Most people know about the dangers of chocolate to dogs but many people have never heard of onion toxicity in pets. They’ve perhaps fed their dog foods containing onion such as leftover pizza, hamburger, or gravy and nothing happened. A small amount may not cause a problem since onion toxicity is dose dependent. However, onions in any form (raw, cooked, dehydrated or powdered in a seasoning) can create a life-threatening form of hemolytic anemia in dogs.

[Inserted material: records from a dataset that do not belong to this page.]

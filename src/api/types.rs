/// Response shapes of the usage service.
///
/// The service is loose about numbers: counters arrive either as JSON
/// numbers or as decimal strings, so every counter goes through
/// [`lenient_count`], which reads the leading integer the way a browser's
/// `parseInt` would.
use serde::de::{self, Deserializer};
use serde::{Deserialize, Serialize};

/// Literal value the service uses for "no cap".
pub const UNLIMITED: &str = "unlimited";

// ---------------------------------------------------------------------------
// GET /
// ---------------------------------------------------------------------------

/// Unauthenticated service status snapshot.
#[derive(Debug, Clone, PartialEq, Serialize, Deserialize)]
pub struct ServiceStatus {
    pub status: String,
    #[serde(deserialize_with = "lenient_count")]
    pub requests: u64,
    pub environment: String,
    #[serde(default, deserialize_with = "lenient_count")]
    pub total_tokens_used: u64,
    #[serde(default)]
    pub endpoints: Vec<String>,
}

// ---------------------------------------------------------------------------
// GET /v1/key-info
// ---------------------------------------------------------------------------

/// Per-key metadata and rate-limit consumption.
#[derive(Debug, Clone, PartialEq, Serialize, Deserialize)]
pub struct KeyInfo {
    pub username: String,
    pub plan: String,
    #[serde(default)]
    pub admin: bool,
    #[serde(default)]
    pub banned: bool,
    #[serde(default)]
    pub ban_reason: Option<String>,
    #[serde(default)]
    pub ban_expires: Option<String>,
    pub rpm: RateLimit,
    #[serde(deserialize_with = "lenient_count")]
    pub rpm_used: u64,
    pub rpd: RateLimit,
    #[serde(deserialize_with = "lenient_count")]
    pub rpd_used: u64,
    #[serde(deserialize_with = "lenient_count")]
    pub total_usage: u64,
    #[serde(deserialize_with = "lenient_count")]
    pub total_tokens_used: u64,
}

/// A rate limit: a finite count or the `"unlimited"` sentinel.
#[derive(Debug, Clone, Copy, PartialEq, Eq)]
pub enum RateLimit {
    Limited(u64),
    Unlimited,
}

impl<'de> Deserialize<'de> for RateLimit {
    fn deserialize<D: Deserializer<'de>>(deserializer: D) -> Result<Self, D::Error> {
        let value = serde_json::Value::deserialize(deserializer)?;
        if value.as_str() == Some(UNLIMITED) {
            return Ok(Self::Unlimited);
        }
        count_from_value(&value)
            .map(Self::Limited)
            .ok_or_else(|| de::Error::custom(format!("invalid rate limit: {value}")))
    }
}

impl Serialize for RateLimit {
    fn serialize<S: serde::Serializer>(&self, serializer: S) -> Result<S::Ok, S::Error> {
        match self {
            Self::Limited(n) => serializer.serialize_u64(*n),
            Self::Unlimited => serializer.serialize_str(UNLIMITED),
        }
    }
}

// ---------------------------------------------------------------------------
// GET /v1/usage-history
// ---------------------------------------------------------------------------

/// Daily request counts, index-aligned with their date labels.
#[derive(Debug, Clone, PartialEq, Serialize, Deserialize)]
pub struct UsageHistory {
    pub labels: Vec<String>,
    pub data: Vec<f64>,
}

impl UsageHistory {
    /// Check the labels/data alignment the chart relies on.
    pub fn validate(&self) -> Result<(), String> {
        if self.labels.len() == self.data.len() {
            Ok(())
        } else {
            Err(format!(
                "usage history has {} labels but {} data points",
                self.labels.len(),
                self.data.len()
            ))
        }
    }
}

// ---------------------------------------------------------------------------
// Lenient counters
// ---------------------------------------------------------------------------

/// Deserialize a non-negative counter sent as a number or a decimal string.
pub fn lenient_count<'de, D: Deserializer<'de>>(deserializer: D) -> Result<u64, D::Error> {
    let value = serde_json::Value::deserialize(deserializer)?;
    count_from_value(&value).ok_or_else(|| de::Error::custom(format!("invalid count: {value}")))
}

fn count_from_value(value: &serde_json::Value) -> Option<u64> {
    match value {
        serde_json::Value::Number(n) => n
            .as_u64()
            .or_else(|| n.as_f64().filter(|f| *f >= 0.0).map(|f| f.trunc() as u64)),
        serde_json::Value::String(s) => parse_leading_int(s),
        _ => None,
    }
}

/// Parse the leading run of digits, ignoring surrounding whitespace and any
/// trailing text (`"850"` → 850, `"12.7"` → 12, `"abc"` → `None`).
pub fn parse_leading_int(raw: &str) -> Option<u64> {
    let trimmed = raw.trim().trim_start_matches('+');
    let end = trimmed
        .find(|c: char| !c.is_ascii_digit())
        .unwrap_or(trimmed.len());
    trimmed[..end].parse().ok()
}

// ---------------------------------------------------------------------------
// Tests
// ---------------------------------------------------------------------------

#[cfg(test)]
mod tests {
    use super::*;

    #[test]
    fn key_info_accepts_mixed_number_forms() {
        let json = r#"{
            "username": "alice", "plan": "pro", "admin": false, "banned": false,
            "rpm": "unlimited", "rpm_used": 500,
            "rpd": "1000", "rpd_used": "850",
            "total_usage": 12345, "total_tokens_used": "987654"
        }"#;
        let info: KeyInfo = serde_json::from_str(json).unwrap();
        assert_eq!(info.rpm, RateLimit::Unlimited);
        assert_eq!(info.rpm_used, 500);
        assert_eq!(info.rpd, RateLimit::Limited(1000));
        assert_eq!(info.rpd_used, 850);
        assert_eq!(info.total_tokens_used, 987_654);
        assert_eq!(info.ban_reason, None);
    }

    #[test]
    fn rate_limit_rejects_garbage() {
        let result: Result<RateLimit, _> = serde_json::from_str(r#""lots""#);
        assert!(result.is_err());
        let result: Result<RateLimit, _> = serde_json::from_str("null");
        assert!(result.is_err());
    }

    #[test]
    fn rate_limit_serializes_back_to_wire_form() {
        assert_eq!(serde_json::to_string(&RateLimit::Unlimited).unwrap(), r#""unlimited""#);
        assert_eq!(serde_json::to_string(&RateLimit::Limited(60)).unwrap(), "60");
    }

    #[test]
    fn parse_leading_int_matches_parse_int() {
        assert_eq!(parse_leading_int("850"), Some(850));
        assert_eq!(parse_leading_int(" 42 "), Some(42));
        assert_eq!(parse_leading_int("12.7"), Some(12));
        assert_eq!(parse_leading_int("7req"), Some(7));
        assert_eq!(parse_leading_int("abc"), None);
        assert_eq!(parse_leading_int(""), None);
    }

    #[test]
    fn fractional_numbers_truncate() {
        let value = serde_json::json!(12.9);
        assert_eq!(count_from_value(&value), Some(12));
        let value = serde_json::json!(-3);
        assert_eq!(count_from_value(&value), None);
    }

    #[test]
    fn service_status_defaults_optional_fields() {
        let json = r#"{"status": "online", "requests": "1500", "environment": "production"}"#;
        let status: ServiceStatus = serde_json::from_str(json).unwrap();
        assert_eq!(status.requests, 1500);
        assert_eq!(status.total_tokens_used, 0);
        assert!(status.endpoints.is_empty());
    }

    #[test]
    fn usage_history_validation() {
        let ok = UsageHistory {
            labels: vec!["2024-01-01".into(), "2024-01-02".into()],
            data: vec![1.0, 2.0],
        };
        assert!(ok.validate().is_ok());

        let bad = UsageHistory {
            labels: vec!["2024-01-01".into()],
            data: vec![1.0, 2.0],
        };
        assert!(bad.validate().unwrap_err().contains("1 labels but 2 data points"));
    }
}
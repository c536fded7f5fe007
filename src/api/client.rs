/// HTTP client for the usage service.
///
/// Uses the synchronous `ureq` client with one shared agent, so the two
/// authenticated requests of a fetch cycle can run on separate threads while
/// reusing pooled connections.
use std::fmt;
use std::time::Duration;

use serde::de::DeserializeOwned;

use super::types::{KeyInfo, ServiceStatus, UsageHistory};
use super::{KEY_INFO_PATH, STATUS_PATH, USAGE_HISTORY_PATH, UsageApi};
use crate::config::schema::ApiConfig;
use crate::error::DashError;

/// `ureq`-backed implementation of [`UsageApi`].
#[derive(Clone)]
pub struct HttpApi {
    base_url: String,
    timeout: Duration,
    agent: ureq::Agent,
}

impl HttpApi {
    /// Build a client from the resolved `[api]` config.
    pub fn from_config(config: &ApiConfig) -> Self {
        let timeout = config.timeout();
        Self {
            base_url: config.base_url.trim_end_matches('/').to_string(),
            timeout,
            agent: ureq::AgentBuilder::new().timeout(timeout).build(),
        }
    }

    /// Base URL without a trailing slash.
    pub fn base_url(&self) -> &str {
        &self.base_url
    }

    fn url(&self, path: &str) -> String {
        format!("{}{}", self.base_url, path)
    }

    /// GET `path` and decode the JSON body.
    ///
    /// Non-2xx answers become [`DashError::ApiRequest`], transport failures
    /// [`DashError::Network`], bodies of the wrong shape [`DashError::Decode`].
    fn get_json<T: DeserializeOwned>(&self, path: &str, token: Option<&str>) -> Result<T, DashError> {
        let mut request = self
            .agent
            .get(&self.url(path))
            .set("Accept", "application/json");
        if let Some(token) = token {
            request = request.set("Authorization", &format!("Bearer {token}"));
        }

        match request.call() {
            Ok(resp) => resp
                .into_json::<T>()
                .map_err(|e| DashError::Decode(format!("{path}: {e}"))),
            Err(ureq::Error::Status(status, _)) => Err(DashError::ApiRequest {
                endpoint: path.to_string(),
                status,
            }),
            Err(ureq::Error::Transport(transport)) => Err(DashError::Network(transport.to_string())),
        }
    }
}

impl fmt::Debug for HttpApi {
    fn fmt(&self, f: &mut fmt::Formatter<'_>) -> fmt::Result {
        f.debug_struct("HttpApi")
            .field("base_url", &self.base_url)
            .field("timeout", &self.timeout)
            .finish()
    }
}

impl UsageApi for HttpApi {
    fn service_status(&self) -> Result<ServiceStatus, DashError> {
        self.get_json(STATUS_PATH, None)
    }

    fn key_info(&self, token: &str) -> Result<KeyInfo, DashError> {
        self.get_json(KEY_INFO_PATH, Some(token))
    }

    fn usage_history(&self, token: &str) -> Result<UsageHistory, DashError> {
        let history: UsageHistory = self.get_json(USAGE_HISTORY_PATH, Some(token))?;
        history.validate().map_err(DashError::Decode)?;
        Ok(history)
    }
}

// ---------------------------------------------------------------------------
// Tests
// ---------------------------------------------------------------------------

What Happens in Onion Toxicity?

Red blood cells carry a protein, hemoglobin, which delivers oxygen to the tissues and organs. Onions contain a substance called thiosulphate which dogs (and cats) lack the enzyme to properly digest. Thiosulphate causes oxidation of hemoglobin in canine red blood cells, which then forms clumps, weakening the cell membranes. These clumps, called Heinz bodies, protrude from the cell and eventually cause rupture, shortening the life span of the cell. When enough red cells are destroyed, anemia occurs and the body is starved for oxygen. Garlic also contains thiosulphate but in smaller amounts.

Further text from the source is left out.